* [YOUR TASK] Return the entries in full, exactly as written.

* [SOURCE DATA]
use crate::error::{Error, Result};
use dotenvy::dotenv;
use std::env;
use std::path::PathBuf;
use std::sync::OnceLock;
use std::time::Duration;

const DEFAULT_SESSION_STORE_PATH: &str = "./session.json";
const DEFAULT_REQUEST_TIMEOUT_SECS: u64 = 30;

#[derive(Debug, Clone)]
pub struct Config {
    pub api_base_url: String,
    pub session_store_path: PathBuf,
    pub request_timeout: Duration,
}

pub static CONFIG: OnceLock<Config> = OnceLock::new();

impl Config {
    pub fn from_env() -> Result<Self> {
        dotenv().ok();

        let session_store_path = env::var("SESSION_STORE_PATH")
            .ok()
            .filter(|v| !v.trim().is_empty())
            .unwrap_or_else(|| DEFAULT_SESSION_STORE_PATH.to_string());

        let timeout_secs = match env::var("REQUEST_TIMEOUT_SECS") {
            Ok(_) => get_env_parse::<u64>("REQUEST_TIMEOUT_SECS")?,
            Err(_) => DEFAULT_REQUEST_TIMEOUT_SECS,
        };

        Ok(Self {
            api_base_url: get_env("API_BASE_URL")?,
            session_store_path: PathBuf::from(session_store_path),
            request_timeout: Duration::from_secs(timeout_secs),
        })
    }
}

fn get_env(name: &str) -> Result<String> {
    env::var(name).map_err(|_| Error::Config(format!("Missing environment variable: {}", name)))
}

fn get_env_parse<T>(name: &str) -> Result<T>
where
    T: std::str::FromStr,
    T::Err: std::fmt::Display,
{
    let raw = get_env(name)?;
    raw.trim()
        .parse()
        .map_err(|e| Error::Config(format!("Invalid value for {}: {}", name, e)))
}

pub fn init_config() -> Result<()> {
    let config = Config::from_env()?;
    CONFIG
        .set(config)
        .map_err(|_| Error::Config("Configuration has already been initialized".to_string()))?;
    Ok(())
}

pub fn get_config() -> Result<&'static Config> {
    CONFIG
        .get()
        .ok_or_else(|| Error::Config("Configuration has not been initialized".to_string()))
}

* [REPLY TO THE TASK]
use crate::error::{Error, Result};
use dotenvy::dotenv;
use std::env;
use std::path::PathBuf;
use std::sync::OnceLock;
use std::time::Duration;

const DEFAULT_SESSION_STORE_PATH: &str = "./session.json";
const DEFAULT_REQUEST_TIMEOUT_SECS: u64 = 30;

#[derive(Debug, Clone)]
pub struct Config {
    pub api_base_url: String,
    pub session_store_path: PathBuf,
    pub request_timeout: Duration,
}

pub static CONFIG: OnceLock<Config> = OnceLock::new();

impl Config {
    pub fn from_env() -> Result<Self> {
        dotenv().ok();

        let session_store_path = env::var("SESSION_STORE_PATH")
            .ok()
            .filter(|v| !v.trim().is_empty())
            .unwrap_or_else(|| DEFAULT_SESSION_STORE_PATH.to_string());

        let timeout_secs = match env::var("REQUEST_TIMEOUT_SECS") {
            Ok(_) => get_env_parse::<u64>("REQUEST_TIMEOUT_SECS")?,
            Err(_) => DEFAULT_REQUEST_TIMEOUT_SECS,
        };

        Ok(Self {
            api_base_url: get_env("API_BASE_URL")?,
            session_store_path: PathBuf::from(session_store_path),
            request_timeout: Duration::from_secs(timeout_secs),
        })
    }
}

fn get_env(name: &str) -> Result<String> {
    env::var(name).map_err(|_| Error::Config(format!("Missing environment variable: {}", name)))
}

fn get_env_parse<T>(name: &str) -> Result<T>
where
    T: std::str::FromStr,
    T::Err: std::fmt::Display,
{
    let raw = get_env(name)?;
    raw.trim()
        .parse()
        .map_err(|e| Error::Config(format!("Invalid value for {}: {}", name, e)))
}

pub fn init_config() -> Result<()> {
    let config = Config::from_env()?;
    CONFIG
        .set(config)
        .map_err(|_| Error::Config("Configuration has already been initialized".to_string()))?;
    Ok(())
}

pub fn get_config() -> Result<&'static Config> {
    CONFIG
        .get()
        .ok_or_else(|| Error::Config("Configuration has not been initialized".to_string()))
}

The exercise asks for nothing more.